Windows bitlocker monitoring
Stefan Penchev
<group name="Bitlocker">
<rule id="900004" level="11">
<decoded_as>windows_eventchannel</decoded_as>
<field name="win.system.channel">^Microsoft-Windows-BitLocker/BitLocker Management$</field>
<field name="EventID">^778$</field>
<description>Windows Bitlocker: Drive was reverted to an unprotected state</description>
<options>no_full_log</options>
</rule>
</group>
At windows endpoint in ossec.conf i have the channel log monitored:
<localfile>
<location>Microsoft-Windows-BitLocker/BitLocker Management</location>
<log_format>eventchannel</log_format>
</localfile>
Md. Nazmur Sakib
I am looking into your issue. I will get back to you soon with my findings.
Md. Nazmur Sakib
There are some small errors in your rule. The field name should be win.system.eventID for the eventID
<field name="win.system.eventID">^778$</field>
This rule matches another lower-level rule from the Windows rule group. So you need to mention the parent rule ID or rule group in the child rule.

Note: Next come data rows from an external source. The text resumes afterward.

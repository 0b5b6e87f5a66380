// 8.0.2: result types and errors for ledger operations. every fault carries
// its structured payload so callers see the offending limits and requested
// values, not just a message.

use crate::asset::AssetError;
use crate::auth::AuthError;
use crate::oracle::OracleError;
use crate::position::CollateralError;
use crate::types::{AccountId, Amount, AssetId, PositionId, SourceId, UsdValue};

/// Sentinel repay amount meaning "repay everything outstanding".
pub const REPAY_ALL: u128 = u128::MAX;

#[derive(Debug, Clone)]
pub struct RepayOutcome {
    pub repaid: UsdValue,
    pub remaining_debt: UsdValue,
}

#[derive(Debug, Clone)]
pub struct CloseOutcome {
    pub repaid: UsdValue,
    pub collateral_returned: Vec<(AssetId, Amount)>,
}

#[derive(Debug, Clone)]
pub struct LiquidationOutcome {
    pub owner: AccountId,
    pub position_id: PositionId,
    pub debt_repaid: UsdValue,
    pub fee: UsdValue,
    pub collateral_seized: Vec<(AssetId, Amount)>,
}

#[derive(Debug, Clone)]
pub struct WithdrawLiquidityOutcome {
    pub base_burned: UsdValue,
    pub value_out: UsdValue,
}

#[derive(Debug, Clone)]
pub struct FlashLoanOutcome {
    pub amount: UsdValue,
    pub fee: UsdValue,
}

#[derive(Debug, Clone, PartialEq, Eq, thiserror::Error)]
pub enum LedgerError {
    // administrative faults
    #[error("protocol is halted")]
    ProtocolPaused,

    #[error("another operation is already in progress")]
    ReentrantCall,

    // authorization faults
    #[error(transparent)]
    Auth(#[from] AuthError),

    #[error("liquidator holds {held} governance tokens, {required} required")]
    NotEligibleLiquidator { held: u128, required: u128 },

    // validation faults
    #[error("amount must be nonzero")]
    ZeroAmount,

    #[error(transparent)]
    Asset(#[from] AssetError),

    #[error("position ({owner:?}, {position_id:?}) not found")]
    PositionNotFound {
        owner: AccountId,
        position_id: PositionId,
    },

    #[error("position ({owner:?}, {position_id:?}) is not active")]
    PositionNotActive {
        owner: AccountId,
        position_id: PositionId,
    },

    #[error("owner already holds the maximum of {limit} positions")]
    TooManyPositions { limit: usize },

    #[error(transparent)]
    Collateral(#[from] CollateralError),

    #[error("asset {asset:?} requires an isolated position")]
    IsolatedTierOnly { asset: AssetId },

    #[error("isolated position holds {expected:?}, cannot take {actual:?}")]
    IsolatedAssetMismatch { expected: AssetId, actual: AssetId },

    #[error("source {source_id:?} is not configured for asset {asset:?}")]
    UnknownSource { asset: AssetId, source_id: SourceId },

    #[error("transfer requires two distinct positions")]
    SamePosition,

    // solvency faults
    #[error("supplying {requested} of asset {asset:?} would exceed the cap of {cap}")]
    SupplyCapExceeded {
        asset: AssetId,
        cap: Amount,
        requested: Amount,
    },

    #[error("debt of {requested} would exceed the credit limit of {limit}")]
    CreditLimitExceeded { limit: u128, requested: u128 },

    #[error("debt of {requested} would exceed the isolation cap of {cap}")]
    IsolationDebtCapExceeded { cap: u128, requested: u128 },

    #[error("protocol has {available} available, {requested} requested")]
    InsufficientLiquidity { available: u128, requested: u128 },

    #[error("provider holds {held} liquidity base, {requested} requested")]
    InsufficientLiquidityBase { held: u128, requested: u128 },

    // oracle faults
    #[error(transparent)]
    Oracle(#[from] OracleError),

    // liquidation faults
    #[error("position is not liquidatable (health factor {health_factor})")]
    NotLiquidatable { health_factor: u128 },

    // flash loan faults
    #[error("flash loan not repaid: {expected} expected, {actual} returned")]
    FlashLoanNotRepaid { expected: u128, actual: u128 },

    #[error("flash loan callback failed: {reason}")]
    FlashLoanCallbackFailed { reason: String },

    // reward faults
    #[error("provider is not yet eligible for a reward")]
    RewardNotEligible,

    // configuration faults
    #[error("configuration out of bounds: {reason}")]
    ConfigOutOfBounds { reason: &'static str },
}
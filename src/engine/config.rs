//! Ledger and protocol configuration.

use crate::math::WAD;
use crate::types::Tier;
use serde::{Deserialize, Serialize};

/// Host-facing ledger options.
#[derive(Debug, Clone)]
pub struct LedgerConfig {
    /// Maximum number of events to retain in memory.
    pub max_events: usize,
}

impl Default for LedgerConfig {
    fn default() -> Self {
        Self {
            max_events: 100_000,
        }
    }
}

/// Per-tier rate and fee parameters, WAD-scaled.
#[derive(Debug, Clone, Copy, Serialize, Deserialize)]
pub struct TierParams {
    /// Borrow-rate premium at full utilization.
    pub jump_rate: u128,
    /// Liquidation fee on outstanding debt.
    pub liquidation_fee: u128,
}

/// Versioned economic parameters, mutated only by the manager role within
/// bounded ranges.
#[derive(Debug, Clone, Serialize, Deserialize)]
pub struct ProtocolConfig {
    pub version: u32,
    /// Annualized protocol profit target (WAD).
    pub profit_target_rate: u128,
    /// Floor for the annualized borrow rate (WAD).
    pub base_borrow_rate: u128,
    /// Nominal reward per claim, in WAD-scaled stable units.
    pub reward_amount: u128,
    /// Minimum sustained-supply duration between reward claims.
    pub reward_interval_secs: u64,
    /// Minimum liquidity base for reward eligibility.
    pub reward_supply_threshold: u128,
    /// Governance-token balance required to liquidate.
    pub liquidator_gov_threshold: u128,
    /// Flash-loan fee as a WAD fraction of the loaned amount.
    pub flash_loan_fee: u128,
    pub tier_stable: TierParams,
    pub tier_cross_a: TierParams,
    pub tier_cross_b: TierParams,
    pub tier_isolated: TierParams,
}

impl Default for ProtocolConfig {
    fn default() -> Self {
        Self {
            version: 1,
            profit_target_rate: WAD / 100,      // 1%
            base_borrow_rate: WAD * 6 / 100,    // 6%
            reward_amount: 2_000 * WAD,
            reward_interval_secs: 180 * 86_400, // 180 days
            reward_supply_threshold: 100_000 * WAD,
            liquidator_gov_threshold: 20_000 * WAD,
            flash_loan_fee: WAD * 9 / 10_000,   // 9 bps
            tier_stable: TierParams {
                jump_rate: WAD * 25 / 10_000,   // 0.25%
                liquidation_fee: WAD / 100,     // 1%
            },
            tier_cross_a: TierParams {
                jump_rate: WAD * 50 / 10_000,
                liquidation_fee: WAD * 2 / 100,
            },
            tier_cross_b: TierParams {
                jump_rate: WAD / 100,
                liquidation_fee: WAD * 3 / 100,
            },
            tier_isolated: TierParams {
                jump_rate: WAD * 2 / 100,
                liquidation_fee: WAD * 4 / 100,
            },
        }
    }
}

impl ProtocolConfig {
    pub fn tier_params(&self, tier: Tier) -> &TierParams {
        match tier {
            Tier::Stable => &self.tier_stable,
            Tier::CrossA => &self.tier_cross_a,
            Tier::CrossB => &self.tier_cross_b,
            Tier::Isolated => &self.tier_isolated,
        }
    }

    /// Bounded ranges for manager updates.
    pub fn validate(&self) -> Result<(), &'static str> {
        if self.profit_target_rate < WAD / 400 || self.profit_target_rate > WAD / 10 {
            return Err("profit target out of [0.25%, 10%]");
        }
        if self.base_borrow_rate < WAD / 100 || self.base_borrow_rate > WAD / 2 {
            return Err("base borrow rate out of [1%, 50%]");
        }
        if self.flash_loan_fee > WAD / 100 {
            return Err("flash loan fee above 1%");
        }
        if self.reward_interval_secs < 86_400 {
            return Err("reward interval below one day");
        }
        for tier in [
            &self.tier_stable,
            &self.tier_cross_a,
            &self.tier_cross_b,
            &self.tier_isolated,
        ] {
            if tier.jump_rate > WAD / 4 {
                return Err("tier jump rate above 25%");
            }
            if tier.liquidation_fee > WAD / 10 {
                return Err("tier liquidation fee above 10%");
            }
        }
        Ok(())
    }
}
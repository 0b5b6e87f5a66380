// 9.0: every committed state change produces an event. used for audit trails,
// state reconstruction, and notifying external systems. the EventPayload enum
// lists all event types.

use crate::types::{AccountId, Amount, AssetId, Price, PositionId, Tier, Timestamp, UsdValue};
use serde::{Deserialize, Serialize};

#[derive(Debug, Clone, Copy, PartialEq, Eq, PartialOrd, Ord, Serialize, Deserialize)]
pub struct EventId(pub u64);

#[derive(Debug, Clone, Serialize, Deserialize)]
pub struct Event {
    pub id: EventId,
    pub timestamp: Timestamp,
    pub payload: EventPayload,
}

impl Event {
    pub fn new(id: EventId, timestamp: Timestamp, payload: EventPayload) -> Self {
        Self {
            id,
            timestamp,
            payload,
        }
    }
}

#[derive(Debug, Clone, Serialize, Deserialize)]
pub enum EventPayload {
    // Registry events
    AssetListed(AssetListedEvent),
    AssetUpdated(AssetUpdatedEvent),

    // Position events
    PositionOpened(PositionOpenedEvent),
    PositionClosed(PositionClosedEvent),
    CollateralSupplied(CollateralSuppliedEvent),
    CollateralWithdrawn(CollateralWithdrawnEvent),
    CollateralTransferred(CollateralTransferredEvent),

    // Debt events
    Borrowed(BorrowedEvent),
    Repaid(RepaidEvent),
    InterestAccrued(InterestAccruedEvent),
    Liquidated(LiquidatedEvent),

    // Liquidity events
    LiquiditySupplied(LiquiditySuppliedEvent),
    LiquidityWithdrawn(LiquidityWithdrawnEvent),
    RewardEligible(RewardEligibleEvent),
    FlashLoan(FlashLoanEvent),

    // Oracle events
    PriceCommitted(PriceCommittedEvent),
    CircuitBreakerTripped(CircuitBreakerTrippedEvent),
    CircuitBreakerReset(CircuitBreakerResetEvent),

    // Administrative events
    PausedSet(PausedSetEvent),
    ProtocolConfigUpdated(ProtocolConfigUpdatedEvent),
    OracleConfigUpdated(OracleConfigUpdatedEvent),
}

#[derive(Debug, Clone, Serialize, Deserialize)]
pub struct AssetListedEvent {
    pub asset_id: AssetId,
    pub symbol: String,
    pub tier: Tier,
}

#[derive(Debug, Clone, Serialize, Deserialize)]
pub struct AssetUpdatedEvent {
    pub asset_id: AssetId,
    pub active: bool,
}

#[derive(Debug, Clone, Serialize, Deserialize)]
pub struct PositionOpenedEvent {
    pub owner: AccountId,
    pub position_id: PositionId,
    pub isolated: bool,
    pub asset_id: AssetId,
}

#[derive(Debug, Clone, Serialize, Deserialize)]
pub struct PositionClosedEvent {
    pub owner: AccountId,
    pub position_id: PositionId,
}

#[derive(Debug, Clone, Serialize, Deserialize)]
pub struct CollateralSuppliedEvent {
    pub owner: AccountId,
    pub position_id: PositionId,
    pub asset_id: AssetId,
    pub amount: Amount,
    pub new_tvl: Amount,
}

#[derive(Debug, Clone, Serialize, Deserialize)]
pub struct CollateralWithdrawnEvent {
    pub owner: AccountId,
    pub position_id: PositionId,
    pub asset_id: AssetId,
    pub amount: Amount,
    pub new_tvl: Amount,
}

#[derive(Debug, Clone, Serialize, Deserialize)]
pub struct CollateralTransferredEvent {
    pub owner: AccountId,
    pub from_position: PositionId,
    pub to_position: PositionId,
    pub asset_id: AssetId,
    pub amount: Amount,
}

#[derive(Debug, Clone, Serialize, Deserialize)]
pub struct BorrowedEvent {
    pub owner: AccountId,
    pub position_id: PositionId,
    pub amount: UsdValue,
    pub new_debt: UsdValue,
}

#[derive(Debug, Clone, Serialize, Deserialize)]
pub struct RepaidEvent {
    pub owner: AccountId,
    pub position_id: PositionId,
    pub amount: UsdValue,
    pub remaining_debt: UsdValue,
}

#[derive(Debug, Clone, Serialize, Deserialize)]
pub struct InterestAccruedEvent {
    pub owner: AccountId,
    pub position_id: PositionId,
    pub interest: UsdValue,
}

#[derive(Debug, Clone, Serialize, Deserialize)]
pub struct LiquidatedEvent {
    pub owner: AccountId,
    pub position_id: PositionId,
    pub liquidator: AccountId,
    pub debt_repaid: UsdValue,
    pub fee: UsdValue,
    pub collateral_seized: Vec<(AssetId, Amount)>,
}

#[derive(Debug, Clone, Serialize, Deserialize)]
pub struct LiquiditySuppliedEvent {
    pub provider: AccountId,
    pub amount: UsdValue,
    pub new_base: UsdValue,
}

#[derive(Debug, Clone, Serialize, Deserialize)]
pub struct LiquidityWithdrawnEvent {
    pub provider: AccountId,
    pub base_burned: UsdValue,
    pub value_out: UsdValue,
}

#[derive(Debug, Clone, Serialize, Deserialize)]
pub struct RewardEligibleEvent {
    pub provider: AccountId,
    pub reward: UsdValue,
}

#[derive(Debug, Clone, Serialize, Deserialize)]
pub struct FlashLoanEvent {
    pub initiator: AccountId,
    pub amount: UsdValue,
    pub fee: UsdValue,
}

#[derive(Debug, Clone, Serialize, Deserialize)]
pub struct PriceCommittedEvent {
    pub asset_id: AssetId,
    pub price: Price,
    pub valid_sources: usize,
}

#[derive(Debug, Clone, Serialize, Deserialize)]
pub struct CircuitBreakerTrippedEvent {
    pub asset_id: AssetId,
}

#[derive(Debug, Clone, Serialize, Deserialize)]
pub struct CircuitBreakerResetEvent {
    pub asset_id: AssetId,
}

#[derive(Debug, Clone, Serialize, Deserialize)]
pub struct PausedSetEvent {
    pub paused: bool,
}

#[derive(Debug, Clone, Serialize, Deserialize)]
pub struct ProtocolConfigUpdatedEvent {
    pub version: u32,
}

#[derive(Debug, Clone, Serialize, Deserialize)]
pub struct OracleConfigUpdatedEvent;
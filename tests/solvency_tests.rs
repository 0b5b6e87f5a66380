//! Solvency invariant tests.
//!
//! Random operation sequences against the ledger, verifying after every step
//! that the aggregate totals match the per-position sums, that rejected
//! operations change nothing, and that no active position exceeds its credit
//! limit while prices stand still.

use lending_core::math::WAD;
use lending_core::*;
use proptest::prelude::*;
use std::collections::HashMap;

const ADMIN: AccountId = AccountId(0);
const PROVIDER: AccountId = AccountId(100);
const USERS: [AccountId; 3] = [AccountId(1), AccountId(2), AccountId(3)];
const WETH: AssetId = AssetId(1);
const USDT: AssetId = AssetId(2);
const ASSETS: [AssetId; 2] = [WETH, USDT];
const FEED: SourceId = SourceId(1);

#[derive(Debug, Clone)]
enum Op {
    Open { user: u8 },
    Supply { user: u8, position: u8, asset: u8, amount: u64 },
    Withdraw { user: u8, position: u8, asset: u8, amount: u64 },
    Borrow { user: u8, position: u8, amount: u64 },
    Repay { user: u8, position: u8, amount: u64 },
    Close { user: u8, position: u8 },
    Transfer { user: u8, from: u8, to: u8, asset: u8, amount: u64 },
    AddLiquidity { amount: u64 },
    RemoveLiquidity { amount: u64 },
    Advance { secs: u16 },
}

fn op_strategy(with_time: bool) -> BoxedStrategy<Op> {
    let base = prop_oneof![
        (0..3u8).prop_map(|user| Op::Open { user }),
        (0..3u8, 0..4u8, 0..2u8, 1..500u64)
            .prop_map(|(user, position, asset, amount)| Op::Supply { user, position, asset, amount }),
        (0..3u8, 0..4u8, 0..2u8, 1..500u64)
            .prop_map(|(user, position, asset, amount)| Op::Withdraw { user, position, asset, amount }),
        (0..3u8, 0..4u8, 1..3_000u64)
            .prop_map(|(user, position, amount)| Op::Borrow { user, position, amount }),
        (0..3u8, 0..4u8, 1..4_000u64)
            .prop_map(|(user, position, amount)| Op::Repay { user, position, amount }),
        (0..3u8, 0..4u8).prop_map(|(user, position)| Op::Close { user, position }),
        (0..3u8, 0..4u8, 0..4u8, 0..2u8, 1..200u64)
            .prop_map(|(user, from, to, asset, amount)| Op::Transfer { user, from, to, asset, amount }),
        (1..10_000u64).prop_map(|amount| Op::AddLiquidity { amount }),
        (1..10_000u64).prop_map(|amount| Op::RemoveLiquidity { amount }),
    ];
    if with_time {
        prop_oneof![base, (1..3_000u16).prop_map(|secs| Op::Advance { secs })].boxed()
    } else {
        base.boxed()
    }
}

fn pct(p: u128) -> u128 {
    WAD * p / 100
}

fn setup() -> Ledger {
    let mut ledger = Ledger::new(LedgerConfig::default(), ADMIN);
    ledger.set_time(Timestamp::from_secs(1_000_000));

    let source = OracleSource {
        id: FEED,
        kind: SourceKind::PushFeed,
        decimals: 8,
        active: true,
    };
    let weth = Asset::new(WETH, "WETH", 18, Tier::CrossA, pct(70), pct(80))
        .with_source(source.clone(), true);
    let usdt = Asset::new(USDT, "USDT", 6, Tier::Stable, pct(90), pct(95))
        .with_source(source, true);
    ledger.list_asset(ADMIN, weth).unwrap();
    ledger.list_asset(ADMIN, usdt).unwrap();

    ledger.supply_liquidity(PROVIDER, 1_000_000 * WAD).unwrap();
    ledger
}

fn feed_all(ledger: &mut Ledger, round_id: u64) {
    for (asset, price) in [(WETH, 2_000_00000000i128), (USDT, 1_00000000i128)] {
        ledger
            .submit_round(
                ADMIN,
                asset,
                FEED,
                PriceRound {
                    answer: price,
                    round_id,
                    answered_in_round: round_id,
                    updated_at: ledger.time(),
                },
            )
            .unwrap();
    }
}

/// Token units for an asset index: WETH at 18 decimals, USDT at 6.
fn token_amount(asset: u8, amount: u64) -> Amount {
    match asset % 2 {
        0 => Amount::new(amount as u128 * WAD / 100),
        _ => Amount::new(amount as u128 * 10_000), // 0.01 USDT steps
    }
}

fn asset_id(asset: u8) -> AssetId {
    ASSETS[(asset % 2) as usize]
}

type Snapshot = (LedgerTotals, u128, Vec<u128>, usize, String);

fn snapshot(ledger: &Ledger) -> Snapshot {
    let tvls = ASSETS
        .iter()
        .map(|a| ledger.asset(*a).unwrap().total_supplied.value())
        .collect();
    let positions = format!(
        "{:?}",
        USERS.iter().map(|u| ledger.positions_of(*u)).collect::<Vec<_>>()
    );
    (
        *ledger.totals(),
        ledger.stable_balance(),
        tvls,
        ledger.events().len(),
        positions,
    )
}

/// Apply one operation; on rejection, verify nothing changed.
fn apply(ledger: &mut Ledger, op: &Op, round_id: &mut u64) {
    let before = snapshot(ledger);
    let result: Result<(), LedgerError> = match *op {
        Op::Open { user } => ledger
            .open_position(USERS[(user % 3) as usize], WETH, false)
            .map(|_| ()),
        Op::Supply { user, position, asset, amount } => ledger.supply_collateral(
            USERS[(user % 3) as usize],
            PositionId(position as u64),
            asset_id(asset),
            token_amount(asset, amount),
        ),
        Op::Withdraw { user, position, asset, amount } => ledger.withdraw_collateral(
            USERS[(user % 3) as usize],
            PositionId(position as u64),
            asset_id(asset),
            token_amount(asset, amount),
        ),
        Op::Borrow { user, position, amount } => ledger.borrow(
            USERS[(user % 3) as usize],
            PositionId(position as u64),
            amount as u128 * WAD,
        ),
        Op::Repay { user, position, amount } => ledger
            .repay(
                USERS[(user % 3) as usize],
                PositionId(position as u64),
                amount as u128 * WAD,
            )
            .map(|_| ()),
        Op::Close { user, position } => ledger
            .close_position(USERS[(user % 3) as usize], PositionId(position as u64))
            .map(|_| ()),
        Op::Transfer { user, from, to, asset, amount } => ledger.transfer_collateral(
            USERS[(user % 3) as usize],
            PositionId(from as u64),
            PositionId(to as u64),
            asset_id(asset),
            token_amount(asset, amount),
        ),
        Op::AddLiquidity { amount } => {
            ledger.supply_liquidity(PROVIDER, amount as u128 * WAD)
        }
        Op::RemoveLiquidity { amount } => ledger
            .withdraw_liquidity(PROVIDER, amount as u128 * WAD)
            .map(|_| ()),
        Op::Advance { secs } => {
            ledger.advance_time(secs as u64);
            *round_id += 1;
            feed_all(ledger, *round_id);
            Ok(())
        }
    };

    if result.is_err() {
        assert_eq!(before, snapshot(ledger), "rejected op mutated state: {op:?}");
    }
}

/// Aggregate totals must always equal the per-position sums.
fn assert_ledger_sums(ledger: &Ledger) {
    let mut debt_sum = 0u128;
    let mut tvl: HashMap<AssetId, u128> = HashMap::new();
    for user in USERS {
        for position in ledger.positions_of(user) {
            if position.is_active() {
                debt_sum += position.debt_principal;
            }
            for (asset, amount) in position.collateral.iter() {
                *tvl.entry(asset).or_default() += amount.value();
            }
        }
    }
    assert_eq!(ledger.totals().total_borrow, debt_sum, "borrow total drifted");
    for asset in ASSETS {
        assert_eq!(
            ledger.asset(asset).unwrap().total_supplied.value(),
            tvl.get(&asset).copied().unwrap_or(0),
            "TVL drifted for {asset:?}"
        );
    }
}

proptest! {
    /// With prices and time frozen, every active position stays within its
    /// credit limit and the aggregate sums never drift.
    #[test]
    fn invariants_hold_with_static_prices(
        ops in proptest::collection::vec(op_strategy(false), 1..60),
    ) {
        let mut ledger = setup();
        let mut round_id = 1u64;
        feed_all(&mut ledger, round_id);

        for op in &ops {
            apply(&mut ledger, op, &mut round_id);
            assert_ledger_sums(&ledger);
        }

        // solvency: debt never exceeds the credit limit at unchanged prices
        for user in USERS {
            let count = ledger.positions_of(user).len();
            for index in 0..count {
                let id = PositionId(index as u64);
                let position = ledger.position(user, id).unwrap();
                if !position.is_active() || !position.has_debt() {
                    continue;
                }
                let debt = position.debt_principal;
                let limit = ledger.credit_limit(user, id).unwrap();
                prop_assert!(
                    debt <= limit,
                    "position ({user:?}, {id:?}) debt {debt} above limit {limit}"
                );
            }
        }
    }

    /// Time may advance and interest may fold, but the aggregate totals still
    /// equal the per-position sums after every operation.
    #[test]
    fn totals_track_positions_under_accrual(
        ops in proptest::collection::vec(op_strategy(true), 1..60),
    ) {
        let mut ledger = setup();
        let mut round_id = 1u64;
        feed_all(&mut ledger, round_id);

        for op in &ops {
            apply(&mut ledger, op, &mut round_id);
            assert_ledger_sums(&ledger);
        }
    }

    /// Position ids stay dense and strictly increasing no matter the mix of
    /// opens and closes.
    #[test]
    fn position_ids_stay_monotonic(
        ops in proptest::collection::vec(op_strategy(false), 1..40),
    ) {
        let mut ledger = setup();
        let mut round_id = 1u64;
        feed_all(&mut ledger, round_id);

        for op in &ops {
            apply(&mut ledger, op, &mut round_id);
        }

        for user in USERS {
            for (index, position) in ledger.positions_of(user).iter().enumerate() {
                prop_assert_eq!(position.id, PositionId(index as u64));
                prop_assert_eq!(position.owner, user);
            }
        }
    }
}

While making a custom Windows eventchannel rule, it is safe to use the parent rule group as windows
<if_group>windows</if_group>
Use ID numbers between 100000 and 120000 for custom rules to avoid conflicts with out-of-the-box system rules.
<group name="Bitlocker,windows,">
<rule id="100104" level="11">
<if_group>windows</if_group>
<field name="win.system.channel">^Microsoft-Windows-BitLocker/BitLocker Management$</field>
<field name="win.system.eventID">^778$</field>
<description>Windows Bitlocker: Drive was reverted to an unprotected state</description>
<options>no_full_log</options>
</rule>
</group>
I was able to reproduce this alert using the above rule in my local environment.
Check these documents to learn more about the rule syntax.
Rules Syntax
Check this reference link to find out how to test Windows eventchannel logs with the ruleset test tool.
https://groups.google.com/g/wazuh/c/BjmzMmKZQJQ/m/9EFloqTtEQAJ
Let me know if this resolves your issue.